Segment Open

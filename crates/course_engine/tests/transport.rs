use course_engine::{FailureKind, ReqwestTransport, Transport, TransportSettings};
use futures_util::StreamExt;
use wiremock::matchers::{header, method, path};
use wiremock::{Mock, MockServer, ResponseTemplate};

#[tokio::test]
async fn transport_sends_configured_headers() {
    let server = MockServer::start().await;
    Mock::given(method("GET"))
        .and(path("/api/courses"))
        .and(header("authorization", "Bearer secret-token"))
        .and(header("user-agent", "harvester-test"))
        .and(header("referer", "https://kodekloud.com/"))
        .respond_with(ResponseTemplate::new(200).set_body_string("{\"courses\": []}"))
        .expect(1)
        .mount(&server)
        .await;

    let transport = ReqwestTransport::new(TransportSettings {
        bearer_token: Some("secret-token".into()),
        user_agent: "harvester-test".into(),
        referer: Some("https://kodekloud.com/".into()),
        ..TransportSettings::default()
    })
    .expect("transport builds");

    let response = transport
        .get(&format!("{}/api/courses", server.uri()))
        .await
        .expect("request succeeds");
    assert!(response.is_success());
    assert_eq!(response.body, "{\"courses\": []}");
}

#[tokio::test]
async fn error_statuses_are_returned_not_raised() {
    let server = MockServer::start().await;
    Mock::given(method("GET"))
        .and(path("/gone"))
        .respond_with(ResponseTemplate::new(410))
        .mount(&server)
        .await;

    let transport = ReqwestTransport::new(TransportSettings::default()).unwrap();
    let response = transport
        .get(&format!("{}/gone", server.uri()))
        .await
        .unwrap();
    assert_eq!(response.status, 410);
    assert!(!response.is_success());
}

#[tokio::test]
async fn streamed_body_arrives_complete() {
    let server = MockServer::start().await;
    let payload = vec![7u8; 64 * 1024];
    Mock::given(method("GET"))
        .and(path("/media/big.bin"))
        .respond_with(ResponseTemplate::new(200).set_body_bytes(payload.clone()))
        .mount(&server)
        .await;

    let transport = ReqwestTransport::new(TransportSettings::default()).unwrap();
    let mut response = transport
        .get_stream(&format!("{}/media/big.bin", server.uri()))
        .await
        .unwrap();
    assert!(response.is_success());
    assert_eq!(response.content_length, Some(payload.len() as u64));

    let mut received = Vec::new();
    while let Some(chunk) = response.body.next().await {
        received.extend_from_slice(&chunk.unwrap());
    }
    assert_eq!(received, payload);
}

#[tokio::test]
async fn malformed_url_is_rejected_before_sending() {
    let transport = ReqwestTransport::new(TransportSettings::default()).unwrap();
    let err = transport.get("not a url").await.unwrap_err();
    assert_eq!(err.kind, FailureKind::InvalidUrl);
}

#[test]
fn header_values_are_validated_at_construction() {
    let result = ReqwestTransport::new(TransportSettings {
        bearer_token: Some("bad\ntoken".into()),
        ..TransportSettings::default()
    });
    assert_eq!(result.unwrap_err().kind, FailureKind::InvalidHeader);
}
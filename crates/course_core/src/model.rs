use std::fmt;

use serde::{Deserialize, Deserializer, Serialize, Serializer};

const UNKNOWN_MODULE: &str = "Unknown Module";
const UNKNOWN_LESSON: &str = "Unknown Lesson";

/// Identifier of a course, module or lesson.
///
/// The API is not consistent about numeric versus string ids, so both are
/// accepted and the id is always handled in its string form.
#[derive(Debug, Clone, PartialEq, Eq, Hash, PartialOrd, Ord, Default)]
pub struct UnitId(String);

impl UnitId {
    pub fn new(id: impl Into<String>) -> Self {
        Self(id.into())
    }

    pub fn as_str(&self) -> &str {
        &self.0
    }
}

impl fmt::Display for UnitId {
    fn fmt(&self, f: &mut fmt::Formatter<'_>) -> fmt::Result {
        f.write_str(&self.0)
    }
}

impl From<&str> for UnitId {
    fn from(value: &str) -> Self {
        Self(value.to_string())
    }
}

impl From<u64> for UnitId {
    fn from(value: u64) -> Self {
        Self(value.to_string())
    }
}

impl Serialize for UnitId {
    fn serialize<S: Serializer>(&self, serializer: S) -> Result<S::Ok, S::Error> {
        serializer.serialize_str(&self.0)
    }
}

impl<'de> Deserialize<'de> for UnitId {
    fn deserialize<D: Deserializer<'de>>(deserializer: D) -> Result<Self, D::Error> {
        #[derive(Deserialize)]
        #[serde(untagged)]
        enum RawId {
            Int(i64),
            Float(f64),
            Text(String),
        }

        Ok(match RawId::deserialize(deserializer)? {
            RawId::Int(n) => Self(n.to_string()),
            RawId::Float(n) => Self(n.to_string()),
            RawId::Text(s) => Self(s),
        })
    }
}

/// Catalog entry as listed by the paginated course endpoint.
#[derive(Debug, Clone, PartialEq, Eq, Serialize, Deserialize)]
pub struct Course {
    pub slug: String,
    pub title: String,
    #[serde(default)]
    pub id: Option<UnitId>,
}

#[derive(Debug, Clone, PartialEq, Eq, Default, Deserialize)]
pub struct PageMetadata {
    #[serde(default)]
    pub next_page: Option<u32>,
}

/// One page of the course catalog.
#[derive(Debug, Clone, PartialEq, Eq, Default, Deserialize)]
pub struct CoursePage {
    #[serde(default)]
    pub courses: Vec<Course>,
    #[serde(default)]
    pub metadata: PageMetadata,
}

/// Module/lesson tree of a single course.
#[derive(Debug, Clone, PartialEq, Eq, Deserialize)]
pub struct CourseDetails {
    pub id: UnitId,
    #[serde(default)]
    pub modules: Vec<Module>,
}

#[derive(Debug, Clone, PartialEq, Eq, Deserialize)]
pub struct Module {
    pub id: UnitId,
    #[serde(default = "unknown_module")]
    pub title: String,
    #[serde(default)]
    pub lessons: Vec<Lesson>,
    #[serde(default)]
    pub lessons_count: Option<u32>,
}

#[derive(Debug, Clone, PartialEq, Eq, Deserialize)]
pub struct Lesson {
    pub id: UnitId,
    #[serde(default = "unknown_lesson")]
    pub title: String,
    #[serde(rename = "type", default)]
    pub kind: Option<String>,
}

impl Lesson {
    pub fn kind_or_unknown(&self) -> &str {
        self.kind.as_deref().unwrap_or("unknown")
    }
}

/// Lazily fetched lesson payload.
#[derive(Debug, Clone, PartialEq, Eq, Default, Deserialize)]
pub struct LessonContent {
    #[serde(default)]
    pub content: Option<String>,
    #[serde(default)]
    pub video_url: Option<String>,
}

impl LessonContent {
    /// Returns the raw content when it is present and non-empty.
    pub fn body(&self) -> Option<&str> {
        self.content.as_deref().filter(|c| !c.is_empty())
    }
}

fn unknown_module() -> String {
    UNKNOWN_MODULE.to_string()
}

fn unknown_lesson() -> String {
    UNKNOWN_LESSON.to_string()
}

Segment Closed
Segment Open

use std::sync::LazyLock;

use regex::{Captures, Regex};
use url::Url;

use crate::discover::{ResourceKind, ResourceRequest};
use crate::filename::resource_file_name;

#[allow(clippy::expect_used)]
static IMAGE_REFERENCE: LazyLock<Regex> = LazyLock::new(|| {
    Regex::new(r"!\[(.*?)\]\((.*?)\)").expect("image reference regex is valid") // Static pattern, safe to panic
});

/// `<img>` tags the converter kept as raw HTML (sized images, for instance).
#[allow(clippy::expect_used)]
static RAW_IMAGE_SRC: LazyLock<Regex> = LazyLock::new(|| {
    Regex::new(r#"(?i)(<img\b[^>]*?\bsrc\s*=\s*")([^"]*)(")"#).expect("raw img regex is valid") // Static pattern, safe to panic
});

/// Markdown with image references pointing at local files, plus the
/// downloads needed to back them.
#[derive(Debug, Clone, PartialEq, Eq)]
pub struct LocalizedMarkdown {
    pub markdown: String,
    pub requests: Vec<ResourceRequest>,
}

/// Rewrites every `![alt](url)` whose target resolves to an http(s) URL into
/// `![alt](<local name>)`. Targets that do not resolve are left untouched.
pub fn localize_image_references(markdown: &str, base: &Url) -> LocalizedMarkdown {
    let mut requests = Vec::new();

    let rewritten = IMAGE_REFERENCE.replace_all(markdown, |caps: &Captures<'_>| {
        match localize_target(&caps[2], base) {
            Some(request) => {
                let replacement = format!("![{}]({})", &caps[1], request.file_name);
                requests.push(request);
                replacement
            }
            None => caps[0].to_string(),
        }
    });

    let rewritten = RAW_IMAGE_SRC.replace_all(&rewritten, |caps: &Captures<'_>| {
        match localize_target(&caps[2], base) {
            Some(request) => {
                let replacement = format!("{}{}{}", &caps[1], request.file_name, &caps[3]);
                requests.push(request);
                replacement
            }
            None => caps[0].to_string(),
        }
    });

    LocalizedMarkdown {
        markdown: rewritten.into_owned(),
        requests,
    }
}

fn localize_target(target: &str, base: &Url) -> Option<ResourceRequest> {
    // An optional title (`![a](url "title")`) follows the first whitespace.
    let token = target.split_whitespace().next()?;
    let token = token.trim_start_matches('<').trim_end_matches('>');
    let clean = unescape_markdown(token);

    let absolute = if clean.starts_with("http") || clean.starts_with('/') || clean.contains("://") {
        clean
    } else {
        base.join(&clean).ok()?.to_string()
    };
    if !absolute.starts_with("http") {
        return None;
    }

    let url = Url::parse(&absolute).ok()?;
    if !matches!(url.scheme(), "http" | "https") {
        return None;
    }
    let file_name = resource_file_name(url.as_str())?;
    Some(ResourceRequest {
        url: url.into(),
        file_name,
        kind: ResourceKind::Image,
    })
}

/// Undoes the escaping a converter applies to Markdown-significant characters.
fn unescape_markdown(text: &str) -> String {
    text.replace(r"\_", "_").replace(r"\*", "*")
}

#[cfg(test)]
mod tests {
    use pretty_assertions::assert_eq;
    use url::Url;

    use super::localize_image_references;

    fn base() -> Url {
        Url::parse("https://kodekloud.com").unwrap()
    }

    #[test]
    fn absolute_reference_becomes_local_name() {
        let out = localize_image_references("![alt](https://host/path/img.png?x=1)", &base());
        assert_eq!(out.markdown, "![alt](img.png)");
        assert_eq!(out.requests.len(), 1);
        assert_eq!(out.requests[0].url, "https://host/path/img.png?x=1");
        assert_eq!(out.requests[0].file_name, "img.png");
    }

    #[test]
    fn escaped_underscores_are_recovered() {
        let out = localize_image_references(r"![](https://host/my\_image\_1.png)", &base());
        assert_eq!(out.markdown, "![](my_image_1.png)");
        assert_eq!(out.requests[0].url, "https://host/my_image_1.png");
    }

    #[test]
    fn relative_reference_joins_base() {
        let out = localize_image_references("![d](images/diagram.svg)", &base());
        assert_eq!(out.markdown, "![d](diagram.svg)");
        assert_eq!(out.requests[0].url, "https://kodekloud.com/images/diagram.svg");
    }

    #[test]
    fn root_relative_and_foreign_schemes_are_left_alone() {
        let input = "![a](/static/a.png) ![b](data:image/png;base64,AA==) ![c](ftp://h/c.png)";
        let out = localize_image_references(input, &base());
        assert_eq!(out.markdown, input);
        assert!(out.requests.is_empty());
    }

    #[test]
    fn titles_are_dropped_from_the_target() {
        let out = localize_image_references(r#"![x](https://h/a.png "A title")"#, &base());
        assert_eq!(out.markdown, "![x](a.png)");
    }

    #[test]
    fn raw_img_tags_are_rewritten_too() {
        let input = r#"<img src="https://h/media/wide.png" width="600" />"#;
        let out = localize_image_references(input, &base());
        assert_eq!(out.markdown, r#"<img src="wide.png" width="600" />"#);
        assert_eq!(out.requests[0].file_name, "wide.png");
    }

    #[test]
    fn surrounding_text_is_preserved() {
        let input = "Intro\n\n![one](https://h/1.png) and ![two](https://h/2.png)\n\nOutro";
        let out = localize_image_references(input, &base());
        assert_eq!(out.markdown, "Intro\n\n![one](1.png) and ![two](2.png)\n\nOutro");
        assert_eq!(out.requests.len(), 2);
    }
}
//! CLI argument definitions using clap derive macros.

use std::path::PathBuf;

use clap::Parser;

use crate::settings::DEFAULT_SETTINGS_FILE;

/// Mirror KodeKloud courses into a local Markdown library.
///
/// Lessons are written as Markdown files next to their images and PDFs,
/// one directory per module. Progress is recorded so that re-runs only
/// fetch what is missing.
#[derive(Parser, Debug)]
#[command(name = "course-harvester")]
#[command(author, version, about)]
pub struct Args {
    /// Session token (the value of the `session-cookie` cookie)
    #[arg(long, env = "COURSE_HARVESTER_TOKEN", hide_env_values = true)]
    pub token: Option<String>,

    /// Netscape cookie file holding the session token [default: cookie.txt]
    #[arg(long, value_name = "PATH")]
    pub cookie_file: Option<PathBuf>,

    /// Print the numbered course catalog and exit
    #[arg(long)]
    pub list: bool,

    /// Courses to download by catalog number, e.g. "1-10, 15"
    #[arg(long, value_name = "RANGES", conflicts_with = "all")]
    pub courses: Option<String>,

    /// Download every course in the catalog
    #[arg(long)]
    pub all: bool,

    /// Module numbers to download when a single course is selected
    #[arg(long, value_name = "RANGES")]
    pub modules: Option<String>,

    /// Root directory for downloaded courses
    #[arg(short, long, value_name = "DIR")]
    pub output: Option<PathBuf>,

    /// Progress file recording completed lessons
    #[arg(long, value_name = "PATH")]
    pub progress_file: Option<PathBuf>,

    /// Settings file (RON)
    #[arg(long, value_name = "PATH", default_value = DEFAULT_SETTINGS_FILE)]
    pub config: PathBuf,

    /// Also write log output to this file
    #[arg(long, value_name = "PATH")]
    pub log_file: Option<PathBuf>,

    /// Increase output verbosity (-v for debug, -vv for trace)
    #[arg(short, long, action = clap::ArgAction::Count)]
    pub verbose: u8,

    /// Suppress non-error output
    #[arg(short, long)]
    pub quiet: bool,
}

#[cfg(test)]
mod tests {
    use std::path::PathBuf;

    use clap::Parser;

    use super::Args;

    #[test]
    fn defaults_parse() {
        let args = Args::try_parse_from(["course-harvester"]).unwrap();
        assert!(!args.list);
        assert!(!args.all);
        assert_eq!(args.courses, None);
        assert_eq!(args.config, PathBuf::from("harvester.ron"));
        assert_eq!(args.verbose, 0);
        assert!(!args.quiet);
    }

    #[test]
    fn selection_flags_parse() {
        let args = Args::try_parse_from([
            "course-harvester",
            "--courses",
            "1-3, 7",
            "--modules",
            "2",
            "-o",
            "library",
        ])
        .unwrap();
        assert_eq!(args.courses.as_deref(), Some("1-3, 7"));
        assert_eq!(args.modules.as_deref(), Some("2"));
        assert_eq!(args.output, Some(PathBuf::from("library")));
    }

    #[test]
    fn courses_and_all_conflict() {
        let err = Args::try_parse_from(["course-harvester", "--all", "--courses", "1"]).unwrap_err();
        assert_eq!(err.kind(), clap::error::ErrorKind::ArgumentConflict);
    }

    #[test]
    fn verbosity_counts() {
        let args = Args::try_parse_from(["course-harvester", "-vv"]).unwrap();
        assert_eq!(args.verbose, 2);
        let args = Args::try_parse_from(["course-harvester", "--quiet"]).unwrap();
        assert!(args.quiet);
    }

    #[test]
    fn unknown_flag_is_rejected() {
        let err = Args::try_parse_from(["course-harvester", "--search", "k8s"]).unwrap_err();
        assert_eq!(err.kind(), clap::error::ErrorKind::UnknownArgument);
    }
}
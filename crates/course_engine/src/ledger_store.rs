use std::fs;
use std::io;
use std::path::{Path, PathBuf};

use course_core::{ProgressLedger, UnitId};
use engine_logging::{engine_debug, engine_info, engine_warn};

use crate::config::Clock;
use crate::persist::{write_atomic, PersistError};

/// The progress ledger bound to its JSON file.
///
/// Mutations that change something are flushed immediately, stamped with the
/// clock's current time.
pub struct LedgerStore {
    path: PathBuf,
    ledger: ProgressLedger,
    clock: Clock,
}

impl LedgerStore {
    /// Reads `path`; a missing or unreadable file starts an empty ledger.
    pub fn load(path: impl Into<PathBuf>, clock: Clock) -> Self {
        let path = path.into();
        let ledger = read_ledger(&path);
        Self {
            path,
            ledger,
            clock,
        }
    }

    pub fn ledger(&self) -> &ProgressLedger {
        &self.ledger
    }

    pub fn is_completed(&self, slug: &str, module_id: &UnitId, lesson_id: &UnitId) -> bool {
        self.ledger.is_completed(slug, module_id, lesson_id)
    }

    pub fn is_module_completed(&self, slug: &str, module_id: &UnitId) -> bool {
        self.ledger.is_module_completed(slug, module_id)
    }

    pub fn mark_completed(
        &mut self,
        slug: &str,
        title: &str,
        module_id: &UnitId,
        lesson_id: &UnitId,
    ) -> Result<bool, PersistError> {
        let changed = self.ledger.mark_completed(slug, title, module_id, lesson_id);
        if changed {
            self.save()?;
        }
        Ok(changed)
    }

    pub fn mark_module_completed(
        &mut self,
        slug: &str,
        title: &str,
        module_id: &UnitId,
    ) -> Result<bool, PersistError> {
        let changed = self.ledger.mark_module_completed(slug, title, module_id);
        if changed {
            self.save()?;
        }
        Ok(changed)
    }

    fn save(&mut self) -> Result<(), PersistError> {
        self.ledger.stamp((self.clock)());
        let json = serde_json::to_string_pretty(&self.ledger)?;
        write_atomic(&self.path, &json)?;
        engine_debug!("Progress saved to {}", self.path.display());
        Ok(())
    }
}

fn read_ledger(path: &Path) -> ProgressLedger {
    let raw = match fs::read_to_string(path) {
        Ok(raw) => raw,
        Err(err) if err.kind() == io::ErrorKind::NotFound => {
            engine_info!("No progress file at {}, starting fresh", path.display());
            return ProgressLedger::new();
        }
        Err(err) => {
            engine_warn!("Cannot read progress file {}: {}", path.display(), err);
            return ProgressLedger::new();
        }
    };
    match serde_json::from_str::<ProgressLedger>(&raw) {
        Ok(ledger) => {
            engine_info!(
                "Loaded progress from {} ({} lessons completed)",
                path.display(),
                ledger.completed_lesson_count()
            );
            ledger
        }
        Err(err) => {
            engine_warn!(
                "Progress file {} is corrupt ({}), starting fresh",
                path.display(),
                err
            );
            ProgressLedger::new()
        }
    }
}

Segment Closed
Segment Open

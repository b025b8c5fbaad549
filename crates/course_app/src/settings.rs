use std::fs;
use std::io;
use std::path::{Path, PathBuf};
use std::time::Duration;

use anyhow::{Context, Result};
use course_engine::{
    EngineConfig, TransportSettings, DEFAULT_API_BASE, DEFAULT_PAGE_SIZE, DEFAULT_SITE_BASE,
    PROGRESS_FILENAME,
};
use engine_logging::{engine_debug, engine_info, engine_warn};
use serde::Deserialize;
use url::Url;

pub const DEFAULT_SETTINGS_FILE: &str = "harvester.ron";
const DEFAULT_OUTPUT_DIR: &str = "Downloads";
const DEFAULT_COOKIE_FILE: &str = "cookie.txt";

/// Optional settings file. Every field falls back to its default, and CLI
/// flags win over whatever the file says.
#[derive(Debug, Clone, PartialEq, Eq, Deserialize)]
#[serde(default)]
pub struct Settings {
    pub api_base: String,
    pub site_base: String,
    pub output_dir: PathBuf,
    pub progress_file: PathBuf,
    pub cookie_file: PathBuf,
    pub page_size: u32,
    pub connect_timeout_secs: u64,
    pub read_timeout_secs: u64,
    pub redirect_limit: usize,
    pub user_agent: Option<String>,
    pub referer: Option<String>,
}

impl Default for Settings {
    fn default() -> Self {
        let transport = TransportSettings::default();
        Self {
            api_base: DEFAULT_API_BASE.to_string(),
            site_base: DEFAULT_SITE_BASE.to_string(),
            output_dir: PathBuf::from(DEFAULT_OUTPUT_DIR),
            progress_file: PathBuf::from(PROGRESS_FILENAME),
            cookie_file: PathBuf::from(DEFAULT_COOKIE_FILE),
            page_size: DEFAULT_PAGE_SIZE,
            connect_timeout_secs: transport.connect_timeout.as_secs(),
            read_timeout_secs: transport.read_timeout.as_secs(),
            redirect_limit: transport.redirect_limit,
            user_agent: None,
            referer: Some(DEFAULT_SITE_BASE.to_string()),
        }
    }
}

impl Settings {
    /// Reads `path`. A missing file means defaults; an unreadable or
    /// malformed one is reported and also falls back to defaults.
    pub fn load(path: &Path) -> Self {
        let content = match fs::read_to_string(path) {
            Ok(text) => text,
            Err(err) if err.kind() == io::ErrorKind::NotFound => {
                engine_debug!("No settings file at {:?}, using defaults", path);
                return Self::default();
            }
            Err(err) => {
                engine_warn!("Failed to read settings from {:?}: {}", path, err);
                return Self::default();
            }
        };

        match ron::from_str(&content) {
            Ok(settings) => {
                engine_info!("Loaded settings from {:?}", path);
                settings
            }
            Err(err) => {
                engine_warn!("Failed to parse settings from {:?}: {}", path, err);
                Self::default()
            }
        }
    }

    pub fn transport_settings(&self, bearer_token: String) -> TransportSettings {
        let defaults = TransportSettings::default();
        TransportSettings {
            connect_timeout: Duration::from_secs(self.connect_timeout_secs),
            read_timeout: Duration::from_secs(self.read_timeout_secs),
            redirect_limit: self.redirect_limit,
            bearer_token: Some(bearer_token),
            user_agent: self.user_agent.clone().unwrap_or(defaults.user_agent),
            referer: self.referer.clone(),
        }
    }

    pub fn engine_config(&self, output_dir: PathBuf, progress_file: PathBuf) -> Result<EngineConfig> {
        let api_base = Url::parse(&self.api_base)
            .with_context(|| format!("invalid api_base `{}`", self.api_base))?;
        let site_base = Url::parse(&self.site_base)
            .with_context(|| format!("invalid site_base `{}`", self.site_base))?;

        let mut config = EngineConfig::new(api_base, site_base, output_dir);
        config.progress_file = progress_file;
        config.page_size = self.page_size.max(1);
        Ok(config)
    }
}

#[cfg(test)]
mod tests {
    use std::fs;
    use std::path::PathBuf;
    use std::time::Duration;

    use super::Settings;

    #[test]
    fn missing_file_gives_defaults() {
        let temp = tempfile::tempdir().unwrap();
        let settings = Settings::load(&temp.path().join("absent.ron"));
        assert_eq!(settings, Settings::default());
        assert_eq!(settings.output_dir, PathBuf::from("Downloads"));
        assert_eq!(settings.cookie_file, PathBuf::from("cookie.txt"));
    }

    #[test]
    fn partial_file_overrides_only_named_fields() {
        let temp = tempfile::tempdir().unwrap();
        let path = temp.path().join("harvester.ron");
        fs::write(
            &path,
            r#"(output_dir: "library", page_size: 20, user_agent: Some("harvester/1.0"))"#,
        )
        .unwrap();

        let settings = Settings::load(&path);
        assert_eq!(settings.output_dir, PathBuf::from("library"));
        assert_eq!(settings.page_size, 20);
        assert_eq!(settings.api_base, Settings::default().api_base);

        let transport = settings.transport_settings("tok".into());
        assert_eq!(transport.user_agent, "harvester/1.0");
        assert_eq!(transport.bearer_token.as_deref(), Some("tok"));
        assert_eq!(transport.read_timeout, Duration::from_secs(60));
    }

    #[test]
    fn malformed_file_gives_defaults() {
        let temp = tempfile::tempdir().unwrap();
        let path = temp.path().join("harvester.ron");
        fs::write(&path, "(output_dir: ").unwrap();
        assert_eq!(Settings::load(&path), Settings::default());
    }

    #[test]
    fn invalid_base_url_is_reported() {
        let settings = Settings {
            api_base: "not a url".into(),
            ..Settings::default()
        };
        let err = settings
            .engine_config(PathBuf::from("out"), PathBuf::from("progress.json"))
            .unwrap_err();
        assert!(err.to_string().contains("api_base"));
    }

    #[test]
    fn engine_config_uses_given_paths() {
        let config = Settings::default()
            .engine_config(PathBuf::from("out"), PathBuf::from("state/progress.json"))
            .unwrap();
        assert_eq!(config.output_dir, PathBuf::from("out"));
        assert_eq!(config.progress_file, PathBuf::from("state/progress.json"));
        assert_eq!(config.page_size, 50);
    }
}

Segment Closed

REQUIRED ACTION -
Looking at the entries above, copy out every line in which "starting" occurs.

RESULT BELOW -
            engine_info!("No progress file at {}, starting fresh", path.display());
                "Progress file {} is corrupt ({}), starting fresh",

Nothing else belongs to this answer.